◆ Task prompt
When a line in the entries contains the word "spend", copy that line in full.

== Data to process

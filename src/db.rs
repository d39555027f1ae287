//! # Database Access
//!
//! SQLite via sqlx. One canonical schema, snake_case columns, every query
//! parameterized. Schema creation happens at startup; a handful of default
//! rewards are seeded when the catalog is empty.

use chrono::{DateTime, Utc};
use serde::Serialize;
use sqlx::sqlite::{SqliteConnectOptions, SqlitePoolOptions};
use sqlx::SqlitePool;
use std::str::FromStr;
use uuid::Uuid;

#[derive(Debug, Clone, Serialize, sqlx::FromRow)]
pub struct User {
    pub id: String,
    pub email: String,
    pub first_name: String,
    pub last_name: String,
    pub phone: Option<String>,
    #[serde(skip_serializing)]
    pub password_hash: String,
    pub created_at: DateTime<Utc>,
    pub points: i64,
}

#[derive(Debug, Clone, Serialize, sqlx::FromRow)]
pub struct ConsumptionLog {
    pub id: String,
    pub user_id: String,
    pub product: String,
    pub brand: Option<String>,
    pub category: Option<String>,
    pub spend: Option<f64>,
    pub companions: Option<String>,
    pub location: Option<String>,
    pub notes: Option<String>,
    pub media_url: Option<String>,
    pub media_type: Option<String>,
    pub capture_method: String,
    /// JSON blob returned by the external analysis service, stored verbatim
    pub ai_analysis: Option<String>,
    pub created_at: DateTime<Utc>,
    pub points: i64,
}

#[derive(Debug, Clone, Serialize, sqlx::FromRow)]
pub struct Reward {
    pub id: String,
    pub name: String,
    pub description: String,
    pub points_required: i64,
    pub category: String,
    pub is_active: bool,
}

/// Fields a handler supplies when inserting a new consumption log.
#[derive(Debug, Clone)]
pub struct NewLog {
    pub user_id: String,
    pub product: String,
    pub brand: Option<String>,
    pub category: Option<String>,
    pub spend: Option<f64>,
    pub companions: Option<String>,
    pub location: Option<String>,
    pub notes: Option<String>,
    pub media_url: Option<String>,
    pub media_type: Option<String>,
    pub capture_method: String,
    pub ai_analysis: Option<String>,
    pub points: i64,
}

/// Open a pool against the given sqlx URL, creating the file if missing.
pub async fn connect(url: &str) -> Result<SqlitePool, sqlx::Error> {
    let options = SqliteConnectOptions::from_str(url)?.create_if_missing(true);
    // An in-memory database exists per connection; cap the pool at one so
    // the schema and the queries see the same database.
    let max_connections = if url.contains(":memory:") { 1 } else { 5 };
    SqlitePoolOptions::new()
        .max_connections(max_connections)
        .connect_with(options)
        .await
}

pub async fn init_schema(pool: &SqlitePool) -> Result<(), sqlx::Error> {
    sqlx::query(
        r#"
        CREATE TABLE IF NOT EXISTS users (
            id TEXT PRIMARY KEY,
            email TEXT NOT NULL UNIQUE,
            first_name TEXT NOT NULL,
            last_name TEXT NOT NULL,
            phone TEXT,
            password_hash TEXT NOT NULL,
            created_at TEXT NOT NULL,
            points INTEGER NOT NULL DEFAULT 0
        )
        "#,
    )
    .execute(pool)
    .await?;

    sqlx::query(
        r#"
        CREATE TABLE IF NOT EXISTS sessions (
            token TEXT PRIMARY KEY,
            user_id TEXT NOT NULL REFERENCES users(id),
            created_at TEXT NOT NULL,
            expires_at TEXT NOT NULL
        )
        "#,
    )
    .execute(pool)
    .await?;

    sqlx::query(
        r#"
        CREATE TABLE IF NOT EXISTS consumption_logs (
            id TEXT PRIMARY KEY,
            user_id TEXT NOT NULL REFERENCES users(id),
            product TEXT NOT NULL,
            brand TEXT,
            category TEXT,
            spend REAL,
            companions TEXT,
            location TEXT,
            notes TEXT,
            media_url TEXT,
            media_type TEXT,
            capture_method TEXT NOT NULL DEFAULT 'manual',
            ai_analysis TEXT,
            created_at TEXT NOT NULL,
            points INTEGER NOT NULL
        )
        "#,
    )
    .execute(pool)
    .await?;

    sqlx::query(
        r#"
        CREATE TABLE IF NOT EXISTS rewards (
            id TEXT PRIMARY KEY,
            name TEXT NOT NULL,
            description TEXT NOT NULL,
            points_required INTEGER NOT NULL,
            category TEXT NOT NULL,
            is_active INTEGER NOT NULL DEFAULT 1
        )
        "#,
    )
    .execute(pool)
    .await?;

    Ok(())
}

/// Seed the reward catalog when it is empty.
pub async fn seed_rewards(pool: &SqlitePool) -> Result<(), sqlx::Error> {
    let count: i64 = sqlx::query_scalar("SELECT COUNT(*) FROM rewards")
        .fetch_one(pool)
        .await?;
    if count > 0 {
        return Ok(());
    }

    let defaults = [
        ("Free Snack Voucher", "Redeem for one snack up to $5", 100, "voucher"),
        ("Movie Ticket", "One standard cinema ticket", 500, "entertainment"),
        ("Grocery Gift Card", "$25 grocery gift card", 1000, "gift_card"),
    ];

    for (name, description, points_required, category) in defaults {
        sqlx::query(
            "INSERT INTO rewards (id, name, description, points_required, category, is_active)
             VALUES (?, ?, ?, ?, ?, 1)",
        )
        .bind(Uuid::new_v4().to_string())
        .bind(name)
        .bind(description)
        .bind(points_required)
        .bind(category)
        .execute(pool)
        .await?;
    }

    Ok(())
}

// ---- users ----

pub async fn create_user(
    pool: &SqlitePool,
    email: &str,
    first_name: &str,
    last_name: &str,
    phone: Option<&str>,
    password_hash: &str,
) -> Result<User, sqlx::Error> {
    let id = Uuid::new_v4().to_string();
    let created_at = Utc::now();
    sqlx::query(
        "INSERT INTO users (id, email, first_name, last_name, phone, password_hash, created_at, points)
         VALUES (?, ?, ?, ?, ?, ?, ?, 0)",
    )
    .bind(&id)
    .bind(email)
    .bind(first_name)
    .bind(last_name)
    .bind(phone)
    .bind(password_hash)
    .bind(created_at)
    .execute(pool)
    .await?;

    Ok(User {
        id,
        email: email.to_string(),
        first_name: first_name.to_string(),
        last_name: last_name.to_string(),
        phone: phone.map(str::to_string),
        password_hash: password_hash.to_string(),
        created_at,
        points: 0,
    })
}

pub async fn find_user_by_email(
    pool: &SqlitePool,
    email: &str,
) -> Result<Option<User>, sqlx::Error> {
    sqlx::query_as::<_, User>("SELECT * FROM users WHERE email = ?")
        .bind(email)
        .fetch_optional(pool)
        .await
}

pub async fn find_user_by_id(pool: &SqlitePool, id: &str) -> Result<Option<User>, sqlx::Error> {
    sqlx::query_as::<_, User>("SELECT * FROM users WHERE id = ?")
        .bind(id)
        .fetch_optional(pool)
        .await
}

pub async fn add_user_points(
    pool: &SqlitePool,
    user_id: &str,
    delta: i64,
) -> Result<(), sqlx::Error> {
    sqlx::query("UPDATE users SET points = points + ? WHERE id = ?")
        .bind(delta)
        .bind(user_id)
        .execute(pool)
        .await?;
    Ok(())
}

/// Deduct `amount` only if the balance covers it. Returns whether the
/// deduction happened (a single conditional UPDATE, so concurrent
/// redemptions cannot overdraw).
pub async fn try_deduct_points(
    pool: &SqlitePool,
    user_id: &str,
    amount: i64,
) -> Result<bool, sqlx::Error> {
    let result = sqlx::query("UPDATE users SET points = points - ? WHERE id = ? AND points >= ?")
        .bind(amount)
        .bind(user_id)
        .bind(amount)
        .execute(pool)
        .await?;
    Ok(result.rows_affected() == 1)
}

// ---- sessions ----

pub async fn create_session(
    pool: &SqlitePool,
    token: &str,
    user_id: &str,
    expires_at: DateTime<Utc>,
) -> Result<(), sqlx::Error> {
    sqlx::query(
        "INSERT INTO sessions (token, user_id, created_at, expires_at) VALUES (?, ?, ?, ?)",
    )
    .bind(token)
    .bind(user_id)
    .bind(Utc::now())
    .bind(expires_at)
    .execute(pool)
    .await?;
    Ok(())
}

pub async fn find_user_by_session(
    pool: &SqlitePool,
    token: &str,
) -> Result<Option<User>, sqlx::Error> {
    sqlx::query_as::<_, User>(
        "SELECT u.* FROM users u
         JOIN sessions s ON s.user_id = u.id
         WHERE s.token = ? AND s.expires_at > ?",
    )
    .bind(token)
    .bind(Utc::now())
    .fetch_optional(pool)
    .await
}

pub async fn delete_session(pool: &SqlitePool, token: &str) -> Result<(), sqlx::Error> {
    sqlx::query("DELETE FROM sessions WHERE token = ?")
        .bind(token)
        .execute(pool)
        .await?;
    Ok(())
}

// ---- consumption logs ----

pub async fn insert_log(pool: &SqlitePool, new: &NewLog) -> Result<ConsumptionLog, sqlx::Error> {
    let id = Uuid::new_v4().to_string();
    let created_at = Utc::now();
    sqlx::query(
        "INSERT INTO consumption_logs
         (id, user_id, product, brand, category, spend, companions, location, notes,
          media_url, media_type, capture_method, ai_analysis, created_at, points)
         VALUES (?, ?, ?, ?, ?, ?, ?, ?, ?, ?, ?, ?, ?, ?, ?)",
    )
    .bind(&id)
    .bind(&new.user_id)
    .bind(&new.product)
    .bind(&new.brand)
    .bind(&new.category)
    .bind(new.spend)
    .bind(&new.companions)
    .bind(&new.location)
    .bind(&new.notes)
    .bind(&new.media_url)
    .bind(&new.media_type)
    .bind(&new.capture_method)
    .bind(&new.ai_analysis)
    .bind(created_at)
    .bind(new.points)
    .execute(pool)
    .await?;

    Ok(ConsumptionLog {
        id,
        user_id: new.user_id.clone(),
        product: new.product.clone(),
        brand: new.brand.clone(),
        category: new.category.clone(),
        spend: new.spend,
        companions: new.companions.clone(),
        location: new.location.clone(),
        notes: new.notes.clone(),
        media_url: new.media_url.clone(),
        media_type: new.media_type.clone(),
        capture_method: new.capture_method.clone(),
        ai_analysis: new.ai_analysis.clone(),
        created_at,
        points: new.points,
    })
}

pub async fn list_logs(
    pool: &SqlitePool,
    user_id: &str,
) -> Result<Vec<ConsumptionLog>, sqlx::Error> {
    sqlx::query_as::<_, ConsumptionLog>(
        "SELECT * FROM consumption_logs WHERE user_id = ? ORDER BY created_at DESC",
    )
    .bind(user_id)
    .fetch_all(pool)
    .await
}

pub async fn get_log(
    pool: &SqlitePool,
    id: &str,
    user_id: &str,
) -> Result<Option<ConsumptionLog>, sqlx::Error> {
    sqlx::query_as::<_, ConsumptionLog>(
        "SELECT * FROM consumption_logs WHERE id = ? AND user_id = ?",
    )
    .bind(id)
    .bind(user_id)
    .fetch_optional(pool)
    .await
}

pub async fn delete_log(pool: &SqlitePool, id: &str, user_id: &str) -> Result<bool, sqlx::Error> {
    let result = sqlx::query("DELETE FROM consumption_logs WHERE id = ? AND user_id = ?")
        .bind(id)
        .bind(user_id)
        .execute(pool)
        .await?;
    Ok(result.rows_affected() == 1)
}

// ---- rewards ----

pub async fn list_active_rewards(pool: &SqlitePool) -> Result<Vec<Reward>, sqlx::Error> {
    sqlx::query_as::<_, Reward>(
        "SELECT * FROM rewards WHERE is_active = 1 ORDER BY points_required ASC",
    )
    .fetch_all(pool)
    .await
}

pub async fn get_reward(pool: &SqlitePool, id: &str) -> Result<Option<Reward>, sqlx::Error> {
    sqlx::query_as::<_, Reward>("SELECT * FROM rewards WHERE id = ?")
        .bind(id)
        .fetch_optional(pool)
        .await
}

#[cfg(test)]
pub async fn test_pool() -> SqlitePool {
    let pool = connect("sqlite::memory:").await.unwrap();
    init_schema(&pool).await.unwrap();
    pool
}

#[cfg(test)]
mod tests {
    use super::*;

    #[tokio::test]
    async fn test_user_crud_and_points() {
        let pool = test_pool().await;
        let user = create_user(&pool, "a@b.com", "Ada", "Byron", None, "hash")
            .await
            .unwrap();
        assert_eq!(user.points, 0);

        let found = find_user_by_email(&pool, "a@b.com").await.unwrap().unwrap();
        assert_eq!(found.id, user.id);

        add_user_points(&pool, &user.id, 15).await.unwrap();
        let found = find_user_by_id(&pool, &user.id).await.unwrap().unwrap();
        assert_eq!(found.points, 15);

        // Deduction only succeeds when the balance covers it
        assert!(try_deduct_points(&pool, &user.id, 10).await.unwrap());
        assert!(!try_deduct_points(&pool, &user.id, 10).await.unwrap());
        let found = find_user_by_id(&pool, &user.id).await.unwrap().unwrap();
        assert_eq!(found.points, 5);
    }

    #[tokio::test]
    async fn test_duplicate_email_rejected() {
        let pool = test_pool().await;
        create_user(&pool, "a@b.com", "Ada", "Byron", None, "h")
            .await
            .unwrap();
        let dup = create_user(&pool, "a@b.com", "Other", "User", None, "h").await;
        assert!(dup.is_err());
    }

    #[tokio::test]
    async fn test_sessions_expire() {
        let pool = test_pool().await;
        let user = create_user(&pool, "a@b.com", "Ada", "Byron", None, "h")
            .await
            .unwrap();

        create_session(&pool, "live", &user.id, Utc::now() + chrono::Duration::hours(1))
            .await
            .unwrap();
        create_session(&pool, "stale", &user.id, Utc::now() - chrono::Duration::hours(1))
            .await
            .unwrap();

        assert!(find_user_by_session(&pool, "live").await.unwrap().is_some());
        assert!(find_user_by_session(&pool, "stale").await.unwrap().is_none());
        assert!(find_user_by_session(&pool, "missing").await.unwrap().is_none());

        delete_session(&pool, "live").await.unwrap();
        assert!(find_user_by_session(&pool, "live").await.unwrap().is_none());
    }

    #[tokio::test]
    async fn test_log_crud_scoped_to_owner() {
        let pool = test_pool().await;
        let owner = create_user(&pool, "a@b.com", "Ada", "Byron", None, "h")
            .await
            .unwrap();
        let other = create_user(&pool, "c@d.com", "Grace", "Hopper", None, "h")
            .await
            .unwrap();

        let new = NewLog {
            user_id: owner.id.clone(),
            product: "Chips".to_string(),
            brand: Some("Crunchy Co".to_string()),
            category: Some("snack".to_string()),
            spend: Some(2.5),
            companions: None,
            location: Some("home".to_string()),
            notes: None,
            media_url: None,
            media_type: None,
            capture_method: "manual".to_string(),
            ai_analysis: None,
            points: 10,
        };
        let log = insert_log(&pool, &new).await.unwrap();

        assert_eq!(list_logs(&pool, &owner.id).await.unwrap().len(), 1);
        assert!(list_logs(&pool, &other.id).await.unwrap().is_empty());
        assert!(get_log(&pool, &log.id, &owner.id).await.unwrap().is_some());
        assert!(get_log(&pool, &log.id, &other.id).await.unwrap().is_none());

        // Non-owner cannot delete
        assert!(!delete_log(&pool, &log.id, &other.id).await.unwrap());
        assert!(delete_log(&pool, &log.id, &owner.id).await.unwrap());
        assert!(list_logs(&pool, &owner.id).await.unwrap().is_empty());
    }

    #[tokio::test]
    async fn test_reward_seeding_is_idempotent() {
        let pool = test_pool().await;
        seed_rewards(&pool).await.unwrap();
        let first = list_active_rewards(&pool).await.unwrap();
        assert!(!first.is_empty());

        seed_rewards(&pool).await.unwrap();
        let second = list_active_rewards(&pool).await.unwrap();
        assert_eq!(first.len(), second.len());
        // Sorted by cost ascending
        assert!(first.windows(2).all(|w| w[0].points_required <= w[1].points_required));
    }
}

====

◆ Solution
    pub spend: Option<f64>,
    pub spend: Option<f64>,
            spend REAL,
         (id, user_id, product, brand, category, spend, companions, location, notes,
    .bind(new.spend)
        spend: new.spend,
            spend: Some(2.5),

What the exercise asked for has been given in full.